* **How to complete this task**: Within the material below, locate the line with "TOML configuration files." and the line with "type Err = String;", then return those two lines and all lines between them, exactly as written.

* **Available data**:

--*--

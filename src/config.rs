// SPDX-License-Identifier: EUPL-1.2-or-later
// Copyright © 2026-present ARI Contributors

//! Configuration management for IPCP instances.
//!
//! Supports both command-line arguments and TOML configuration files.
//! Handles bootstrap vs. member IPCP modes with appropriate parameters.

use clap::{Parser, ValueEnum};
use serde::{Deserialize, Serialize};
use std::fs;
use std::path::PathBuf;

/// IPCP operational mode (§4.3): a bootstrap IPCP starts ENROLLED-by-fiat
/// with a static address; a member IPCP initiates enrolment against one
/// or more bootstrap peers to obtain one.
#[derive(Debug, Clone, Copy, PartialEq, Eq, Serialize, Deserialize, ValueEnum)]
#[serde(rename_all = "lowercase")]
pub enum IpcpMode {
    Bootstrap,
    Member,
}

impl std::fmt::Display for IpcpMode {
    fn fmt(&self, f: &mut std::fmt::Formatter<'_>) -> std::fmt::Result {
        match self {
            IpcpMode::Bootstrap => write!(f, "bootstrap"),
            IpcpMode::Member => write!(f, "member"),
        }
    }
}

impl std::str::FromStr for IpcpMode {
    type Err = String;

    fn from_str(s: &str) -> Result<Self, Self::Err> {
        match s.to_lowercase().as_str() {
            "bootstrap" => Ok(IpcpMode::Bootstrap),
            "member" => Ok(IpcpMode::Member),
            _ => Err(format!("invalid mode: {s}. use 'bootstrap' or 'member'")),
        }
    }
}

/// Which shim backs this IPCP's single lower DIF (§4.5).
#[derive(Debug, Clone, Copy, PartialEq, Eq, Serialize, Deserialize, ValueEnum)]
#[serde(rename_all = "lowercase")]
pub enum ShimKind {
    Udp4,
    Hv,
}

impl std::fmt::Display for ShimKind {
    fn fmt(&self, f: &mut std::fmt::Formatter<'_>) -> std::fmt::Result {
        match self {
            ShimKind::Udp4 => write!(f, "udp4"),
            ShimKind::Hv => write!(f, "hv"),
        }
    }
}

/// Command-line arguments for an IPCP instance.
#[derive(Parser, Debug)]
#[command(name = "ari-ipcp")]
#[command(author = "ARI Contributors")]
#[command(version = "0.1.0")]
#[command(about = "RINA normal IPC process", long_about = None)]
pub struct CliArgs {
    /// Path to a TOML configuration file (overrides other arguments).
    #[arg(short, long, value_name = "FILE")]
    pub config: Option<PathBuf>,

    /// IPCP name (application-process name within the DIF).
    #[arg(long, value_name = "NAME")]
    pub name: Option<String>,

    /// Operating mode.
    #[arg(long, value_name = "MODE", default_value = "member")]
    pub mode: IpcpMode,

    /// DIF name to join.
    #[arg(long, value_name = "DIF")]
    pub dif_name: Option<String>,

    /// RINA address (required for bootstrap mode).
    #[arg(long, value_name = "ADDRESS")]
    pub address: Option<u64>,

    /// Lower DIF (shim) this IPCP runs over.
    #[arg(long, value_name = "KIND", default_value = "udp4")]
    pub shim_kind: ShimKind,

    /// Names of the lower DIFs (shim instances) this IPCP can reach
    /// candidates over (§4.4 Neighbor-Candidate merge rule); also carried
    /// on the enrolment object's `lower_difs` field (§4.3 transitions 3/4).
    #[arg(long, value_name = "DIFS", value_delimiter = ',')]
    pub lower_difs: Option<Vec<String>>,

    /// Bootstrap peer application names for enrollment (member mode only).
    #[arg(long, value_name = "PEERS", value_delimiter = ',')]
    pub bootstrap_peers: Option<Vec<String>>,

    /// Address pool start (bootstrap mode only).
    #[arg(long, value_name = "ADDRESS", default_value = "1002")]
    pub address_pool_start: u64,

    /// Address pool end (bootstrap mode only).
    #[arg(long, value_name = "ADDRESS", default_value = "1999")]
    pub address_pool_end: u64,

    /// Path of the Unix-domain local configuration socket (§6 SUPPLEMENT).
    #[arg(long, value_name = "PATH", default_value = "/tmp/ari-ipcp.sock")]
    pub control_socket_path: PathBuf,
}

/// Bootstrap peer configuration: an application name resolvable by the
/// configured shim (a DNS hostname for shim-udp4, a channel identifier
/// for shim-hv).
#[derive(Debug, Clone, Serialize, Deserialize)]
pub struct BootstrapPeer {
    pub name: String,
}

/// TOML configuration file structure.
#[derive(Debug, Clone, Serialize, Deserialize)]
pub struct TomlConfig {
    pub ipcp: IpcpConfig,
    pub dif: DifConfig,
    pub shim: ShimConfig,
    #[serde(default)]
    pub enrollment: EnrollmentConfig,
}

/// IPCP section of config.
#[derive(Debug, Clone, Serialize, Deserialize)]
pub struct IpcpConfig {
    pub name: String,
    pub mode: IpcpMode,
    #[serde(default = "default_control_socket_path")]
    pub control_socket_path: String,
}

fn default_control_socket_path() -> String {
    "/tmp/ari-ipcp.sock".to_string()
}

/// DIF section of config.
#[derive(Debug, Clone, Serialize, Deserialize)]
pub struct DifConfig {
    pub name: String,
    /// Only meaningful for bootstrap mode.
    pub address: Option<u64>,
    #[serde(default)]
    pub address_pool_start: Option<u64>,
    #[serde(default)]
    pub address_pool_end: Option<u64>,
    /// Names of the lower DIFs (shim instances) this IPCP can reach
    /// candidates over (§4.4 Neighbor-Candidate merge rule).
    #[serde(default)]
    pub lower_difs: Vec<String>,
}

/// Shim layer section of config.
#[derive(Debug, Clone, Serialize, Deserialize)]
pub struct ShimConfig {
    pub kind: ShimKind,
}

/// Enrollment section of config: only the bootstrap peer list is
/// configurable, since the timing constants (`ENROLL_TO`, `MAX_ATTEMPTS`,
/// `KEEPALIVE_INTVAL`, `KEEPALIVE_THRESH`) are fixed by the protocol
/// itself (§4.2, §4.3) rather than deployment-tunable.
#[derive(Debug, Clone, Serialize, Deserialize, Default)]
pub struct EnrollmentConfig {
    #[serde(default)]
    pub bootstrap_peers: Vec<BootstrapPeer>,
}

/// Unified configuration after parsing CLI or file.
#[derive(Debug, Clone)]
pub struct IpcpConfiguration {
    pub name: String,
    pub mode: IpcpMode,
    pub dif_name: String,
    pub address: Option<u64>,
    pub shim_kind: ShimKind,
    pub lower_difs: Vec<String>,
    pub bootstrap_peers: Vec<String>,
    pub address_pool_start: u64,
    pub address_pool_end: u64,
    pub control_socket_path: PathBuf,
}

impl IpcpConfiguration {
    /// Creates configuration from command-line arguments.
    pub fn from_cli(args: CliArgs) -> Result<Self, String> {
        if let Some(config_path) = args.config {
            return Self::from_file(&config_path);
        }

        let name = args.name.ok_or("--name is required")?;
        let dif_name = args.dif_name.ok_or("--dif-name is required")?;
        let lower_difs = args.lower_difs.unwrap_or_default();

        match args.mode {
            IpcpMode::Bootstrap => {
                let address = args.address.ok_or("--address is required for bootstrap mode")?;
                Ok(Self {
                    name,
                    mode: IpcpMode::Bootstrap,
                    dif_name,
                    address: Some(address),
                    shim_kind: args.shim_kind,
                    lower_difs,
                    bootstrap_peers: vec![],
                    address_pool_start: args.address_pool_start,
                    address_pool_end: args.address_pool_end,
                    control_socket_path: args.control_socket_path,
                })
            }
            IpcpMode::Member => {
                let peers = args
                    .bootstrap_peers
                    .ok_or("--bootstrap-peers is required for member mode")?;
                Ok(Self {
                    name,
                    mode: IpcpMode::Member,
                    dif_name,
                    address: None,
                    shim_kind: args.shim_kind,
                    lower_difs,
                    bootstrap_peers: peers,
                    address_pool_start: args.address_pool_start,
                    address_pool_end: args.address_pool_end,
                    control_socket_path: args.control_socket_path,
                })
            }
        }
    }

    /// Loads configuration from a TOML file.
    pub fn from_file(path: &PathBuf) -> Result<Self, String> {
        let contents =
            fs::read_to_string(path).map_err(|e| format!("failed to read config file: {e}"))?;
        let config: TomlConfig =
            toml::from_str(&contents).map_err(|e| format!("failed to parse TOML config: {e}"))?;

        let bootstrap_peers = config
            .enrollment
            .bootstrap_peers
            .iter()
            .map(|peer| peer.name.clone())
            .collect();

        Ok(Self {
            name: config.ipcp.name,
            mode: config.ipcp.mode,
            dif_name: config.dif.name,
            address: config.dif.address,
            shim_kind: config.shim.kind,
            lower_difs: config.dif.lower_difs,
            bootstrap_peers,
            address_pool_start: config.dif.address_pool_start.unwrap_or(1002),
            address_pool_end: config.dif.address_pool_end.unwrap_or(1999),
            control_socket_path: PathBuf::from(config.ipcp.control_socket_path),
        })
    }

    /// Validates configuration based on mode.
    pub fn validate(&self) -> Result<(), String> {
        match self.mode {
            IpcpMode::Bootstrap => {
                if self.address.is_none() {
                    return Err("bootstrap mode requires an address".to_string());
                }
            }
            IpcpMode::Member => {
                if self.bootstrap_peers.is_empty() {
                    return Err("member mode requires at least one bootstrap peer".to_string());
                }
            }
        }
        if self.address_pool_start > self.address_pool_end {
            return Err("address_pool_start must not exceed address_pool_end".to_string());
        }
        Ok(())
    }

    /// Prints a configuration summary (teacher's `print_summary` convention).
    pub fn print_summary(&self) {
        println!("=== IPCP Configuration ===");
        println!("Name: {}", self.name);
        println!("Mode: {}", self.mode);
        println!("DIF: {}", self.dif_name);
        println!("Shim: {}", self.shim_kind);

        if let Some(addr) = self.address {
            println!("RINA Address: {addr}");
        }
        if !self.bootstrap_peers.is_empty() {
            println!("Bootstrap Peers: {:?}", self.bootstrap_peers);
        }
        if self.mode == IpcpMode::Bootstrap {
            println!("Address Pool: {}-{}", self.address_pool_start, self.address_pool_end);
        }
        println!("Control Socket: {}", self.control_socket_path.display());
        println!();
    }
}

#[cfg(test)]
mod tests {
    use super::*;

    #[test]
    fn ipcp_mode_parses_from_str() {
        assert_eq!("bootstrap".parse::<IpcpMode>().unwrap(), IpcpMode::Bootstrap);
        assert_eq!("member".parse::<IpcpMode>().unwrap(), IpcpMode::Member);
        assert!("invalid".parse::<IpcpMode>().is_err());
    }

    #[test]
    fn bootstrap_without_address_fails_validation() {
        let cfg = IpcpConfiguration {
            name: "a".into(),
            mode: IpcpMode::Bootstrap,
            dif_name: "dif".into(),
            address: None,
            shim_kind: ShimKind::Udp4,
            lower_difs: vec![],
            bootstrap_peers: vec![],
            address_pool_start: 1000,
            address_pool_end: 2000,
            control_socket_path: PathBuf::from("/tmp/x.sock"),
        };
        assert!(cfg.validate().is_err());
    }

    #[test]
    fn member_without_bootstrap_peers_fails_validation() {
        let cfg = IpcpConfiguration {
            name: "a".into(),
            mode: IpcpMode::Member,
            dif_name: "dif".into(),
            address: None,
            shim_kind: ShimKind::Udp4,
            lower_difs: vec![],
            bootstrap_peers: vec![],
            address_pool_start: 1000,
            address_pool_end: 2000,
            control_socket_path: PathBuf::from("/tmp/x.sock"),
        };
        assert!(cfg.validate().is_err());
    }
}
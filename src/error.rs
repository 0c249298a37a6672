// SPDX-License-Identifier: EUPL-1.2-or-later
// Copyright © 2026-present ARI Contributors

//! Error types for ARI
//!
//! This module provides typed errors for all RINA components,
//! replacing string-based errors with structured error types.

use thiserror::Error;

/// Main error type for ARI operations
#[derive(Error, Debug)]
pub enum AriError {
    #[error("enrolment error: {0}")]
    Enrollment(#[from] EnrollmentError),

    #[error("RIB error: {0}")]
    Rib(#[from] RibError),

    #[error("shim error: {0}")]
    Shim(#[from] ShimError),

    #[error("CDAP error: {0}")]
    Cdap(#[from] CdapError),

    #[error("event loop error: {0}")]
    EventLoop(#[from] EventLoopError),

    #[error("kernel channel error: {0}")]
    Kernel(#[from] KernelError),

    #[error("configuration error: {0}")]
    Config(String),

    #[error("serialization error: {0}")]
    Serialization(#[from] SerializationError),

    #[error("I/O error: {0}")]
    Io(#[from] std::io::Error),

    #[error("channel closed")]
    ChannelClosed,

    #[error("operation timed out")]
    Timeout,
}

/// Enrolment-specific errors (§7 Error Handling Design).
#[derive(Error, Debug, Clone)]
pub enum EnrollmentError {
    #[error("enrolment rejected: {0}")]
    Rejected(String),

    #[error("enrolment timed out after {attempts} attempt(s)")]
    Timeout { attempts: u32 },

    #[error("protocol violation: {0}")]
    ProtocolViolation(String),

    #[error("resource exhausted: {0}")]
    ResourceExhausted(String),

    #[error("no such neighbour: {0}")]
    NoSuchNeighbor(String),

    #[error("no such neighbour flow: port {0}")]
    NoSuchFlow(u32),
}

/// RIB-specific errors
#[derive(Error, Debug, Clone)]
pub enum RibError {
    #[error("object not found: {0}")]
    NotFound(String),

    #[error("object already exists: {0}")]
    AlreadyExists(String),

    #[error("invalid object name: {0}")]
    InvalidName(String),

    #[error("invalid object class: {0}")]
    InvalidClass(String),

    #[error("serialization failed: {0}")]
    SerializationFailed(String),

    #[error("deserialization failed: {0}")]
    DeserializationFailed(String),

    #[error("access denied: {0}")]
    AccessDenied(String),

    #[error("RIB operation failed: {0}")]
    OperationFailed(String),

    #[error("address pool exhausted ({pool_start}-{pool_end})")]
    AddressPoolExhausted { pool_start: u64, pool_end: u64 },
}

/// Shim-layer errors (shim-hv and shim-udp4).
#[derive(Error, Debug, Clone)]
pub enum ShimError {
    #[error("failed to bind: {0}")]
    BindFailed(String),

    #[error("send failed: {0}")]
    SendFailed(String),

    #[error("receive failed: {0}")]
    ReceiveFailed(String),

    #[error("invalid address: {0}")]
    InvalidAddress(String),

    #[error("name resolution failed: {0}")]
    ResolutionFailed(String),

    #[error("peer not registered: {0}")]
    PeerNotRegistered(u64),

    #[error("socket closed")]
    SocketClosed,

    #[error("hypervisor channel {0} not bound")]
    ChannelNotBound(u32),

    #[error("port {0} not found")]
    PortNotFound(u32),

    #[error("application name {0} already registered")]
    AlreadyRegistered(String),

    #[error("peer rejected the flow-allocation request")]
    OperationRejected,
}

/// CDAP-specific errors
#[derive(Error, Debug, Clone)]
pub enum CdapError {
    #[error("invalid operation code: {0}")]
    InvalidOpCode(u8),

    #[error("invalid message format: {0}")]
    InvalidFormat(String),

    #[error("operation failed: {0}")]
    OperationFailed(String),

    #[error("invoke ID mismatch: expected {expected}, got {actual}")]
    InvokeIdMismatch { expected: u64, actual: u64 },

    #[error("object not found: {0}")]
    ObjectNotFound(String),

    #[error("session error: {0}")]
    SessionError(String),
}

/// Event loop errors: timer bookkeeping, request/response correlation,
/// kernel/local-socket channel lifecycle.
#[derive(Error, Debug, Clone)]
pub enum EventLoopError {
    #[error("kernel control channel closed")]
    KernelChannelClosed,

    #[error("request {0} timed out")]
    RequestTimeout(u32),

    #[error("no pending request for event id {0}")]
    UnknownEventId(u32),

    #[error("local configuration socket error: {0}")]
    LocalSocket(String),
}

/// Kernel control channel codec errors (§6).
#[derive(Error, Debug, Clone)]
pub enum KernelError {
    #[error("unknown message type: {0}")]
    UnknownMessageType(u16),

    #[error("truncated frame: expected {expected} bytes, got {actual}")]
    Truncated { expected: usize, actual: usize },

    #[error("frame too large: {0} bytes")]
    FrameTooLarge(usize),

    #[error("codec error: {0}")]
    Codec(String),
}

/// Serialization/deserialization errors
#[derive(Error, Debug)]
pub enum SerializationError {
    #[error("postcard serialization failed: {0}")]
    Postcard(#[from] postcard::Error),

    #[error("JSON serialization failed: {0}")]
    Json(#[from] serde_json::Error),

    #[error("invalid data format: {0}")]
    InvalidFormat(String),
}

impl From<String> for AriError {
    fn from(s: String) -> Self {
        AriError::Config(s)
    }
}

impl From<&str> for AriError {
    fn from(s: &str) -> Self {
        AriError::Config(s.to_string())
    }
}
//! Client-facing error responses.

use axum::Json;
use axum::extract::multipart::{MultipartError, MultipartRejection};
use axum::extract::rejection::{FormRejection, PathRejection, QueryRejection};
use axum::http::StatusCode;
use axum::response::{IntoResponse, Response};
use serde_json::json;
use thiserror::Error;
use tracing::{error, warn};

use crate::content::StoreError;
use crate::llm::ProviderError;

#[derive(Debug, Error)]
pub enum ApiError {
    /// A required input was blank.
    #[error("{0}")]
    Validation(String),
    /// A required form field was absent.
    #[error("missing required field '{0}'")]
    MissingField(&'static str),
    #[error("{0}")]
    NotFound(String),
    #[error("{0}")]
    Conflict(String),
    /// The provider answered, but with nothing usable.
    #[error("{0}")]
    Generation(String),
    /// The provider call itself failed.
    #[error("{0}")]
    Transport(#[from] ProviderError),
    /// The request could not be extracted (content type, body or query
    /// encoding).
    #[error("{detail}")]
    Rejected { status: StatusCode, detail: String },
}

impl ApiError {
    pub fn status(&self) -> StatusCode {
        match self {
            ApiError::Validation(_) => StatusCode::BAD_REQUEST,
            ApiError::MissingField(_) => StatusCode::UNPROCESSABLE_ENTITY,
            ApiError::NotFound(_) => StatusCode::NOT_FOUND,
            ApiError::Conflict(_) => StatusCode::CONFLICT,
            ApiError::Generation(_) => StatusCode::INTERNAL_SERVER_ERROR,
            ApiError::Transport(_) => StatusCode::BAD_GATEWAY,
            ApiError::Rejected { status, .. } => *status,
        }
    }
}

impl From<StoreError> for ApiError {
    fn from(e: StoreError) -> Self {
        match e {
            StoreError::ModuleNotFound(_) | StoreError::KeyNotFound { .. } => {
                ApiError::NotFound(e.to_string())
            }
            StoreError::DuplicateModule(_) => ApiError::Conflict(e.to_string()),
        }
    }
}

macro_rules! rejection_into_api_error {
    ($($rejection:ty),+ $(,)?) => {
        $(
            impl From<$rejection> for ApiError {
                fn from(r: $rejection) -> Self {
                    ApiError::Rejected { status: r.status(), detail: r.body_text() }
                }
            }
        )+
    };
}

rejection_into_api_error!(FormRejection, QueryRejection, PathRejection, MultipartRejection, MultipartError);

impl IntoResponse for ApiError {
    fn into_response(self) -> Response {
        let status = self.status();
        let detail = self.to_string();
        if status.is_server_error() {
            error!(%status, %detail, "request failed");
        } else {
            warn!(%status, %detail, "request rejected");
        }
        (status, Json(json!({ "status": false, "detail": detail }))).into_response()
    }
}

--*--

* **Output of the task**:
//! Supports both command-line arguments and TOML configuration files.
//! Handles bootstrap vs. member IPCP modes with appropriate parameters.

use clap::{Parser, ValueEnum};
use serde::{Deserialize, Serialize};
use std::fs;
use std::path::PathBuf;

/// IPCP operational mode (§4.3): a bootstrap IPCP starts ENROLLED-by-fiat
/// with a static address; a member IPCP initiates enrolment against one
/// or more bootstrap peers to obtain one.
#[derive(Debug, Clone, Copy, PartialEq, Eq, Serialize, Deserialize, ValueEnum)]
#[serde(rename_all = "lowercase")]
pub enum IpcpMode {
    Bootstrap,
    Member,
}

impl std::fmt::Display for IpcpMode {
    fn fmt(&self, f: &mut std::fmt::Formatter<'_>) -> std::fmt::Result {
        match self {
            IpcpMode::Bootstrap => write!(f, "bootstrap"),
            IpcpMode::Member => write!(f, "member"),
        }
    }
}

impl std::str::FromStr for IpcpMode {
    type Err = String;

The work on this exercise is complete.